During the computation of the square of the matrix W, we take a row and column of W and multiply them element wise, and sum up all the multiplication results to obtain one element of the result vector. The dimension of W is denoted as n × n, where n is a power of 2. We need to perform homomorphic rotations to obtain the addition result. In detail, to compute ⟦y⟧ ≔ ⟦W_t⟧ ⊗ ⟦${{\mathit{W}}}_{m}^{T}$⟧, where $t,m \in \left[0,n\right)$, we perform ⟦${\bf{y}}_{i}^{(0)}$⟧ ≔ H_Mult(⟦W_t⟧, ⟦W_m⟧), and then iteratively compute ⟦${\bf{y}}_{i}^{(j+1)}$⟧ ≔ H_Add(⟦${\bf{y}}_{i}^{(j)}$⟧, H_Rot_j(⟦${\bf{y}}_{i}^{(j)}$⟧)); we finally obtain ⟦y⟧ ≔ ⟦${\bf{y}}_{i}^{(\log [n])}$⟧. Here the sequence of successive homomorphic rotations and addition processes involves a series of automorphisms and key-switching operations. For each ${\bf{y}}_{i}^{(j)}=({{{c}}}_{i,0}^{(j)},{{{c}}}_{i,1}^{(j)})$, the original processing is as follows:

Automorphism: the current automorphism is denoted as ϕ_k; we first apply the automorphism to each part of ${{\bf{y}}}_{i}^{(j)}$ and compute ${{\bf{y}}}_{i}^{{(j)}^{{\prime} }}=({{{c}}}_{i,0}^{{(j)}^{{\prime} }},{{{c}}}_{i,1}^{{(j)}^{{\prime} }}):=({\phi }_{k}({{{c}}}_{i,0}^{(j)}),{\phi }_{k}({{{c}}}_{i,1}^{(j)}))$.
Key switching: because this process implicitly changes the key, we need to perform a key-switching operation. This contains the following process:
- RNS decomposition: dnum is the RNS decomposition number, and dnum = ⌈(L + 1)/α⌉, padding zero and then splitting ${{{c}}}_{i,1}^{{(j)}^{{\prime} }}$ into β = ⌈(ℓ + 1)/α⌉ parts, and multiplying with ${[{Q}^{{\prime} }: = {\Pi }_{i = \ell +1}^{\alpha \beta -1}]}_{{q}_{y\alpha +x}}$, where 0 ≤ x < α, 0 ≤ y < β.
- ModUp: raise the modulus of each part to the modulus base of the key-switching operation.
- Switch Key: perform an inner product with the key-switching keys.
- ModDown: converse the modulus of the results to the original Q_ℓ.

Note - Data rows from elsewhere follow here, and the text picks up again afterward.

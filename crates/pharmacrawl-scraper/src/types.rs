//! Units of crawl work and the documents and records they produce.

use chrono::{DateTime, Utc};
use pharmacrawl_core::{Origins, SiteVariant};
use serde::{Deserialize, Serialize};
use sha2::{Digest, Sha256};

use crate::challenge::ChallengeOutcome;
use crate::pagination::listing_page_url;

/// One unit of crawl work. Immutable once enumerated; listing pages spawn
/// successors at runtime through [`crate::pagination::next_page`].
#[derive(Debug, Clone, PartialEq, Eq, Serialize, Deserialize)]
#[serde(tag = "type", rename_all = "camelCase", rename_all_fields = "camelCase")]
pub enum Target {
    /// A single product page looked up by numeric identifier.
    DirectLookup { identifier: u64, site: SiteVariant },
    /// One page of a category listing.
    ListingPage {
        base_url: String,
        page_number: u32,
        page_size: u32,
        site: SiteVariant,
        /// Highest page number the category may spawn.
        last_page: u32,
        /// Label copied into every record from this category.
        category: String,
    },
}

impl Target {
    #[must_use]
    pub fn site(&self) -> SiteVariant {
        match self {
            Target::DirectLookup { site, .. } | Target::ListingPage { site, .. } => *site,
        }
    }

    #[must_use]
    pub fn is_listing(&self) -> bool {
        matches!(self, Target::ListingPage { .. })
    }

    /// Category label for listings; empty for direct lookups.
    #[must_use]
    pub fn category(&self) -> &str {
        match self {
            Target::DirectLookup { .. } => "",
            Target::ListingPage { category, .. } => category,
        }
    }

    #[must_use]
    pub fn page_number(&self) -> Option<u32> {
        match self {
            Target::DirectLookup { .. } => None,
            Target::ListingPage { page_number, .. } => Some(*page_number),
        }
    }

    /// Stable human-readable identity used in logs and the failure manifest.
    #[must_use]
    pub fn describe(&self) -> String {
        match self {
            Target::DirectLookup { identifier, site } => format!("{site} lookup {identifier}"),
            Target::ListingPage {
                base_url,
                page_number,
                last_page,
                ..
            } => format!("listing {base_url} page {page_number}/{last_page}"),
        }
    }

    /// Stable file-name-safe key for the scratch copy of this target's document.
    #[must_use]
    pub fn scratch_key(&self) -> String {
        match self {
            Target::DirectLookup { identifier, site } => format!("{site}_matid_{identifier}"),
            Target::ListingPage {
                base_url,
                page_number,
                ..
            } => {
                let digest = Sha256::digest(base_url.as_bytes());
                let short: String = digest.iter().take(6).map(|b| format!("{b:02x}")).collect();
                format!("page_{short}_{page_number}")
            }
        }
    }

    /// Absolute URL to navigate to.
    #[must_use]
    pub fn url(&self, origins: &Origins) -> String {
        match self {
            Target::DirectLookup {
                identifier,
                site: SiteVariant::Legacy,
            } => format!(
                "{}/ka/aversi/act/drugDet/?MatID={identifier}",
                origins.legacy.trim_end_matches('/')
            ),
            Target::DirectLookup {
                identifier,
                site: SiteVariant::Current,
            } => format!(
                "{}/?dispatch=aversi.redirect&matid={identifier}",
                origins.current.trim_end_matches('/')
            ),
            Target::ListingPage {
                base_url,
                page_number,
                page_size,
                ..
            } => listing_page_url(base_url, *page_number, *page_size),
        }
    }
}

impl std::fmt::Display for Target {
    fn fmt(&self, f: &mut std::fmt::Formatter<'_>) -> std::fmt::Result {
        f.write_str(&self.describe())
    }
}

/// Rendered HTML for one target, as captured by the fetcher.
#[derive(Debug, Clone)]
pub struct RawDocument {
    pub html: String,
    pub target: Target,
    pub fetched_at: DateTime<Utc>,
    pub scratch_key: String,
    /// What the challenge gate saw while loading this document.
    pub challenge: ChallengeOutcome,
}

/// Fields exactly as extracted, before normalization.
#[derive(Debug, Clone, PartialEq, Eq)]
pub struct RawRecord {
    pub title: String,
    pub price_text: String,
    pub price_old_text: String,
    pub product_code: String,
    pub category: String,
    pub page_number: String,
    pub source_site: SiteVariant,
}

One shortcoming of this computation is that the homomorphic addition and rotation are performed in an iterative pattern, which makes the entire parallelism equal to the polynomial dimension N. Additionally, during each interaction, we need to perform the fixed computational flow, including automorphism, raising the modulus, switching the underlying key, and then bringing the modulus back, which has high computational consumption.

To solve this issue, we unfold this iterative computation and get ⟦y_i⟧ ≔ ⟦${{\bf{y}}}_{i}^{(0)}$⟧ $\oplus \mathop{\sum }\nolimits_{k = 0}^{n-1}{{\mathsf{H}}_{{\mathsf{Rot}}}}_{k}$ (⟦${{\bf{y}}}_{i}^{(0)}$⟧); thus, log[n] times homomorphic rotation can be performed simultaneously, bringing a log[n]-fold increase in parallelism. Meanwhile, since this unfolding approach introduces more computation, we utilize the hoisting technique⁶³ and reverse the order of automorphism and modulus raising to reduce computation. The key observation of this technique is that we can reverse the order of the first three steps above without affecting the correctness of the procedure. In particular, this key changed computational flow is as follows:

RNS decomposition and ModUp: padding zero and splitting ${{{c}}}_{i,1}^{(j)}$ into β parts and multiplying with ${[{Q}^{{\prime} }]}_{{q}_{y\alpha +x}}$, raising the modulus of each part to the modulus base of key-switching operation.
Automorphism: denote the current automorphism as ϕ_k, applying the automorphism to each part of the above step.

Afterwards, we perform the original inner product with the key-switching keys corresponding to each ϕ_k and finally convert the ciphertext modulus to Q_ℓ. After all computations of rotations are computed, which can be performed in parallel, we sum up all results to obtain ⟦y_i⟧.

As the automorphism distributes over addition and multiplication and will not profoundly change the norm of an element, the correctness is ensured. Through this, the time-consuming operations of modulus raising up and down are required only once. For instance, we present an illustrative example in Fig. 3b. The computation of the time-consuming components is parallelized (light-blue box), which drastically reduces the computational overhead. By contrast, traditional methods (orange box) necessitate sequentially repeating the same computational procedures multiple times.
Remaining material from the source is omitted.